Nach Monaten war es dann im Winter 1962 endlich so weit: Schneider-Merck erinnert sich noch nach Jahrzehnten genau an den Tag und berichtet, immer noch sichtlich bewegt: „Ich schlich mich in der Tatnacht in einem schwarzen Trainingsanzug mit Kapuze ans Ende der Sackgasse an die Mauer und verkittete die Mauer, indem ich den Sprengstoff aus dem Wachspapier auswickelte und wie eine Knetmasse in die Fugen presste. Die Häuser dieses Straßenabschnitts waren unbewohnte Ruinen, die Querstraße im Westen lag etwa 75 Meter entfernt und gegenüber befand sich eine umzäunte Kohlenhalde.
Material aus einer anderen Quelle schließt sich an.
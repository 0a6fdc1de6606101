use serde::Serialize;
use std::cmp::Ordering;
use std::collections::BTreeSet;

/// One document matching a query, scored by matches over document length.
#[derive(Debug, Clone, Serialize)]
pub struct SearchResult {
    #[serde(rename = "where")]
    path: String,
    #[serde(skip)]
    word_count: usize,
    count: usize,
    score: f64,
}

impl SearchResult {
    pub fn new(path: impl Into<String>, word_count: usize, count: usize) -> Self {
        Self { path: path.into(), word_count, count, score: ratio(count, word_count) }
    }

    /// Fold the matches of another query term into this result.
    pub fn aggregate(&mut self, count: usize) {
        self.count += count;
        self.score = ratio(self.count, self.word_count);
    }

    pub fn path(&self) -> &str { &self.path }
    pub fn word_count(&self) -> usize { self.word_count }
    pub fn count(&self) -> usize { self.count }
    pub fn score(&self) -> f64 { self.score }
}

fn ratio(count: usize, word_count: usize) -> f64 {
    if word_count == 0 { 0.0 } else { count as f64 / word_count as f64 }
}

impl Ord for SearchResult {
    fn cmp(&self, other: &Self) -> Ordering {
        other
            .score
            .total_cmp(&self.score)
            .then_with(|| other.count.cmp(&self.count))
            .then_with(|| self.path.to_lowercase().cmp(&other.path.to_lowercase()))
            .then_with(|| self.path.cmp(&other.path))
    }
}

impl PartialOrd for SearchResult {
    fn partial_cmp(&self, other: &Self) -> Option<Ordering> { Some(self.cmp(other)) }
}

impl PartialEq for SearchResult {
    fn eq(&self, other: &Self) -> bool { self.cmp(other) == Ordering::Equal }
}

impl Eq for SearchResult {}

/// Anything that can answer a canonical term set with a ranked result list.
pub trait Searchable: Send + Sync {
    fn search(&self, terms: &BTreeSet<String>, exact: bool) -> Vec<SearchResult>;
}
use crate::index::InvertedIndex;
use crate::scheduler::WorkQueue;
use crate::shared::SharedIndex;
use crate::tokenizer::tokenize;
use anyhow::{bail, Context, Result};
use std::fs::File;
use std::io::{BufRead, BufReader};
use std::path::{Path, PathBuf};
use std::sync::Arc;
use walkdir::WalkDir;

const TEXT_EXTENSIONS: &[&str] = &["txt", "text"];

pub fn is_text_file(path: &Path) -> bool {
    path.extension()
        .and_then(|ext| ext.to_str())
        .is_some_and(|ext| TEXT_EXTENSIONS.iter().any(|known| ext.eq_ignore_ascii_case(known)))
}

/// Every text file under `root` (or `root` itself when it is one), in file-name order.
/// Unreadable directory entries are logged and skipped.
pub fn text_files(root: &Path) -> Result<Vec<PathBuf>> {
    if !root.exists() {
        bail!("input path {} does not exist", root.display());
    }
    let mut files = Vec::new();
    for entry in WalkDir::new(root).sort_by_file_name() {
        match entry {
            Ok(entry) if entry.file_type().is_file() && is_text_file(entry.path()) => {
                files.push(entry.into_path());
            }
            Ok(_) => {}
            Err(err) => tracing::warn!(error = %err, "skipping unreadable entry"),
        }
    }
    Ok(files)
}

/// Add every term of a text stream to `index` under `location`. Positions start at 1 and
/// keep counting across lines. Returns the number of terms read.
pub fn index_lines<R: BufRead>(reader: R, location: &str, index: &mut InvertedIndex) -> Result<usize> {
    let mut position = 0;
    for line in reader.lines() {
        let line = line?;
        for term in tokenize(&line) {
            position += 1;
            index.add(&term, location, position);
        }
    }
    Ok(position)
}

pub fn index_text(text: &str, location: &str, index: &mut InvertedIndex) -> usize {
    let mut position = 0;
    for term in tokenize(text) {
        position += 1;
        index.add(&term, location, position);
    }
    position
}

pub fn index_file(path: &Path, index: &mut InvertedIndex) -> Result<usize> {
    let f = File::open(path).with_context(|| format!("opening {}", path.display()))?;
    let location = path.display().to_string();
    index_lines(BufReader::new(f), &location, index).with_context(|| format!("reading {}", path.display()))
}

/// A private index holding just this file, ready to merge.
pub fn local_index(path: &Path) -> Result<InvertedIndex> {
    let mut local = InvertedIndex::new();
    index_file(path, &mut local)?;
    Ok(local)
}

/// Index every text file under `root` on the calling thread. Each file is read into its
/// own index and merged only once fully read, so a file that fails to open or read
/// leaves nothing behind; it is logged and skipped. Returns the number of files indexed.
pub fn build(root: &Path, index: &mut InvertedIndex) -> Result<usize> {
    let mut indexed = 0;
    for file in text_files(root)? {
        let merged = local_index(&file)
            .and_then(|local| index.merge(local).with_context(|| format!("merging {}", file.display())));
        match merged {
            Ok(()) => indexed += 1,
            Err(err) => tracing::warn!(path = %file.display(), error = %format!("{err:#}"), "skipping file"),
        }
    }
    tracing::info!(files = indexed, terms = index.len(), "index build complete");
    Ok(indexed)
}

/// Walk `root` on the calling thread and hand each file to the queue. Each task builds a
/// local index and merges it, so the write lock is held only for merges.
pub fn build_concurrent(root: &Path, index: &Arc<SharedIndex>, queue: &WorkQueue) -> Result<usize> {
    let files = text_files(root)?;
    let submitted = files.len();
    for file in files {
        let index = Arc::clone(index);
        queue.submit(move || {
            let local = local_index(&file)?;
            index.merge(local).with_context(|| format!("merging {}", file.display()))?;
            tracing::debug!(path = %file.display(), "indexed");
            Ok(())
        });
    }
    queue.finish();
    tracing::info!(files = submitted, terms = index.len(), "concurrent index build complete");
    Ok(submitted)
}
Alles war ziemlich dunkel, nur eine spärliche Straßenbeleuchtung erhellte den Tatort minimal.“
Mit der Zündung des Sprengsatzes nahm das explosive Geschehen dann seinen letzten Lauf. „Ich presste die Zündkapsel in die Sprengmasse, entzündete die Lunte, pustete ein wenig, um sicher zu sein, dass sie glimmte und platzierte das Ende in eine offene Dose. Dann stand ich auf und entfernte mich klopfenden Herzens, aber langsamen Schrittes und schlendernd von der Mauer. Ich war trotz der Kälte schweißgebadet“, so Schneider-Meck über die finalen Augenblicke vor dem Anschlag.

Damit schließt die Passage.